**Your instructions**.
Your job is to copy the lines from the material that include "multiprocessing".

**Data shown**.
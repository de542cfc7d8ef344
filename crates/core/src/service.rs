// SPDX-License-Identifier: BUSL-1.1
// Copyright (c) 2026 Alfred Jean LLC

//! Service definitions and their behavioral knobs

use crate::device::DeviceId;
use crate::pool::PoolId;
use serde::{Deserialize, Serialize};
use std::fmt;

crate::define_id! {
    /// Unique identifier for a service definition.
    pub struct ServiceId;
}

/// How a service body is dispatched over its targets.
#[derive(Debug, Clone, Copy, PartialEq, Eq, Default, Serialize, Deserialize)]
#[serde(rename_all = "snake_case")]
pub enum RunMethod {
    /// One body invocation for the whole target list
    Once,
    /// One body invocation per device
    #[default]
    PerDevice,
}

/// Normalization applied to the `result` value after the body returns.
#[derive(Debug, Clone, Copy, PartialEq, Eq, Default, Serialize, Deserialize)]
#[serde(rename_all = "snake_case")]
pub enum ConversionMethod {
    #[default]
    None,
    Text,
    Json,
    Xml,
}

impl fmt::Display for ConversionMethod {
    fn fmt(&self, f: &mut fmt::Formatter<'_>) -> fmt::Result {
        match self {
            ConversionMethod::None => write!(f, "none"),
            ConversionMethod::Text => write!(f, "text"),
            ConversionMethod::Json => write!(f, "json"),
            ConversionMethod::Xml => write!(f, "xml"),
        }
    }
}

/// How a result is validated.
#[derive(Debug, Clone, Copy, PartialEq, Eq, Default, Serialize, Deserialize)]
#[serde(rename_all = "snake_case")]
pub enum ValidationMethod {
    #[default]
    Text,
    DictEqual,
    DictIncluded,
}

/// Outcomes for which a processing step runs.
#[derive(Debug, Clone, Copy, PartialEq, Eq, Default, Serialize, Deserialize)]
#[serde(rename_all = "snake_case")]
pub enum OutcomeCondition {
    #[default]
    Always,
    Success,
    Failure,
}

impl OutcomeCondition {
    /// Whether the step should run given the current success flag.
    pub fn applies(&self, success: bool) -> bool {
        match self {
            OutcomeCondition::Always => true,
            OutcomeCondition::Success => success,
            OutcomeCondition::Failure => !success,
        }
    }
}

impl fmt::Display for OutcomeCondition {
    fn fmt(&self, f: &mut fmt::Formatter<'_>) -> fmt::Result {
        match self {
            OutcomeCondition::Always => write!(f, "always"),
            OutcomeCondition::Success => write!(f, "success"),
            OutcomeCondition::Failure => write!(f, "failure"),
        }
    }
}

/// Postprocessing gating reuses the outcome condition semantics.
pub type PostprocessingMode = OutcomeCondition;

/// When validation runs. `None` disables it entirely.
#[derive(Debug, Clone, Copy, PartialEq, Eq, Default, Serialize, Deserialize)]
#[serde(rename_all = "snake_case")]
pub enum ValidationCondition {
    #[default]
    None,
    Always,
    Success,
    Failure,
}

impl ValidationCondition {
    /// Whether validation should run given the current success flag.
    pub fn applies(&self, success: bool) -> bool {
        match self {
            ValidationCondition::None => false,
            ValidationCondition::Always => true,
            ValidationCondition::Success => success,
            ValidationCondition::Failure => !success,
        }
    }
}

/// What a skipped device contributes to the run outcome.
#[derive(Debug, Clone, Copy, PartialEq, Eq, Default, Serialize, Deserialize)]
#[serde(rename_all = "snake_case")]
pub enum SkipValue {
    #[default]
    Success,
    Failure,
    /// Drop the device entirely: no result row, no summary entry
    Discard,
}

/// Notification backends.
#[derive(Debug, Clone, Copy, PartialEq, Eq, Default, Serialize, Deserialize)]
#[serde(rename_all = "snake_case")]
pub enum NotificationMethod {
    #[default]
    Email,
    Chat,
    Webhook,
}

/// Where connection credentials come from.
#[derive(Debug, Clone, Copy, PartialEq, Eq, Default, Serialize, Deserialize)]
#[serde(rename_all = "snake_case")]
pub enum CredentialSource {
    #[default]
    Device,
    User,
    Custom,
}

fn default_max_processes() -> u32 {
    5
}

fn default_max_retries() -> u32 {
    100
}

fn default_connection_name() -> String {
    "default".to_string()
}

fn default_validation_section() -> String {
    "results['result']".to_string()
}

/// Static, persisted definition of a service: everything about its behavior
/// except the body itself.
#[derive(Debug, Clone, PartialEq, Serialize, Deserialize)]
pub struct ServiceDefinition {
    pub id: ServiceId,
    pub name: String,
    /// Name qualified by the owning workflow, used in logs and notifications
    #[serde(default)]
    pub scoped_name: String,
    #[serde(default)]
    pub service_type: String,

    // --- dispatch ---
    #[serde(default)]
    pub run_method: RunMethod,
    #[serde(default)]
    pub multiprocessing: bool,
    #[serde(default = "default_max_processes")]
    pub max_processes: u32,

    // --- targets ---
    #[serde(default)]
    pub target_devices: Vec<DeviceId>,
    #[serde(default)]
    pub target_pools: Vec<PoolId>,
    #[serde(default)]
    pub update_target_pools: bool,
    #[serde(default)]
    pub update_pools_after_running: bool,
    #[serde(default)]
    pub device_query: String,
    #[serde(default = "default_device_query_property")]
    pub device_query_property: String,

    // --- retries ---
    #[serde(default)]
    pub number_of_retries: u32,
    #[serde(default = "default_max_retries")]
    pub max_number_of_retries: u32,
    #[serde(default)]
    pub time_between_retries: u64,
    /// Post-body sleep in seconds, applied per device
    #[serde(default)]
    pub waiting_time: u64,

    // --- processing hooks ---
    #[serde(default)]
    pub preprocessing: String,
    #[serde(default)]
    pub postprocessing: String,
    #[serde(default)]
    pub postprocessing_mode: PostprocessingMode,

    // --- conversion / validation ---
    #[serde(default)]
    pub conversion_method: ConversionMethod,
    #[serde(default)]
    pub validation_method: ValidationMethod,
    #[serde(default)]
    pub validation_condition: ValidationCondition,
    #[serde(default = "default_validation_section")]
    pub validation_section: String,
    #[serde(default)]
    pub content_match: String,
    #[serde(default)]
    pub content_match_regex: bool,
    #[serde(default)]
    pub delete_spaces_before_matching: bool,
    #[serde(default)]
    pub dict_match: serde_json::Value,
    #[serde(default)]
    pub negative_logic: bool,

    // --- skip ---
    #[serde(default)]
    pub skip_query: String,
    #[serde(default)]
    pub skip_value: SkipValue,

    // --- iteration ---
    #[serde(default)]
    pub iteration_values: String,
    #[serde(default)]
    pub iteration_variable_name: String,
    #[serde(default)]
    pub iteration_devices: String,
    #[serde(default = "default_device_query_property")]
    pub iteration_devices_property: String,

    // --- notification ---
    #[serde(default)]
    pub send_notification: bool,
    #[serde(default)]
    pub send_notification_method: NotificationMethod,
    #[serde(default)]
    pub notification_header: String,
    #[serde(default)]
    pub include_link_in_summary: bool,
    #[serde(default)]
    pub include_device_results: bool,
    #[serde(default)]
    pub display_only_failed_nodes: bool,
    #[serde(default)]
    pub mail_recipient: String,
    #[serde(default)]
    pub reply_to: String,

    // --- connections ---
    #[serde(default)]
    pub start_new_connection: bool,
    #[serde(default)]
    pub close_connection: bool,
    #[serde(default = "default_connection_name")]
    pub connection_name: String,
    #[serde(default)]
    pub credentials: CredentialSource,
    #[serde(default)]
    pub credential_type: String,
    #[serde(default)]
    pub custom_username: String,
    #[serde(default)]
    pub custom_password: String,

    // --- results ---
    #[serde(default)]
    pub disable_result_creation: bool,
}

fn default_device_query_property() -> String {
    "ip_address".to_string()
}

impl ServiceDefinition {
    pub fn new(id: impl Into<ServiceId>, name: impl Into<String>) -> Self {
        let name = name.into();
        Self {
            id: id.into(),
            scoped_name: name.clone(),
            name,
            service_type: "service".to_string(),
            run_method: RunMethod::default(),
            multiprocessing: false,
            max_processes: default_max_processes(),
            target_devices: Vec::new(),
            target_pools: Vec::new(),
            update_target_pools: false,
            update_pools_after_running: false,
            device_query: String::new(),
            device_query_property: default_device_query_property(),
            number_of_retries: 0,
            max_number_of_retries: default_max_retries(),
            time_between_retries: 0,
            waiting_time: 0,
            preprocessing: String::new(),
            postprocessing: String::new(),
            postprocessing_mode: PostprocessingMode::default(),
            conversion_method: ConversionMethod::default(),
            validation_method: ValidationMethod::default(),
            validation_condition: ValidationCondition::default(),
            validation_section: default_validation_section(),
            content_match: String::new(),
            content_match_regex: false,
            delete_spaces_before_matching: false,
            dict_match: serde_json::Value::Null,
            negative_logic: false,
            skip_query: String::new(),
            skip_value: SkipValue::default(),
            iteration_values: String::new(),
            iteration_variable_name: String::new(),
            iteration_devices: String::new(),
            iteration_devices_property: default_device_query_property(),
            send_notification: false,
            send_notification_method: NotificationMethod::default(),
            notification_header: String::new(),
            include_link_in_summary: false,
            include_device_results: false,
            display_only_failed_nodes: false,
            mail_recipient: String::new(),
            reply_to: String::new(),
            start_new_connection: false,
            close_connection: false,
            connection_name: default_connection_name(),
            credentials: CredentialSource::default(),
            credential_type: String::new(),
            custom_username: String::new(),
            custom_password: String::new(),
            disable_result_creation: false,
        }
    }
}

#[cfg(test)]
#[path = "service_tests.rs"]
mod tests;
// SPDX-License-Identifier: BUSL-1.1
// Copyright (c) 2026 Alfred Jean LLC

//! Notification transports

mod chat;
mod mail;
mod noop;
mod webhook;

pub use chat::ChatNotifier;
pub use mail::SmtpNotifier;
pub use noop::NoOpNotifier;
pub use webhook::WebhookNotifier;

// Test support - only compiled for tests or when explicitly requested
#[cfg(any(test, feature = "test-support"))]
mod fake;
#[cfg(any(test, feature = "test-support"))]
pub use fake::FakeNotifier;

use async_trait::async_trait;
use thiserror::Error;

/// Errors from notification sends
#[derive(Debug, Error)]
pub enum NotifyError {
    #[error("transport not configured: {0}")]
    NotConfigured(String),
    #[error("send failed: {0}")]
    SendFailed(String),
}

/// A file attached to an email notification.
#[derive(Debug, Clone, PartialEq)]
pub struct Attachment {
    pub filename: String,
    pub content: String,
}

/// One formatted notification, ready for any backend.
#[derive(Debug, Clone, Default, PartialEq)]
pub struct Notification {
    pub subject: String,
    pub body: String,
    /// Comma-separated recipients (email backend)
    pub recipient: String,
    pub reply_to: Option<String>,
    /// Destination channel (chat and webhook backends)
    pub channel: String,
    pub attachment: Option<Attachment>,
}

/// Adapter for delivering run notifications.
#[async_trait]
pub trait NotifyTransport: Send + Sync {
    /// Deliver the notification; returns the transport's response text.
    async fn send(&self, notification: &Notification) -> Result<String, NotifyError>;
}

**Solution to the problem**.
    pub multiprocessing: bool,
            multiprocessing: false,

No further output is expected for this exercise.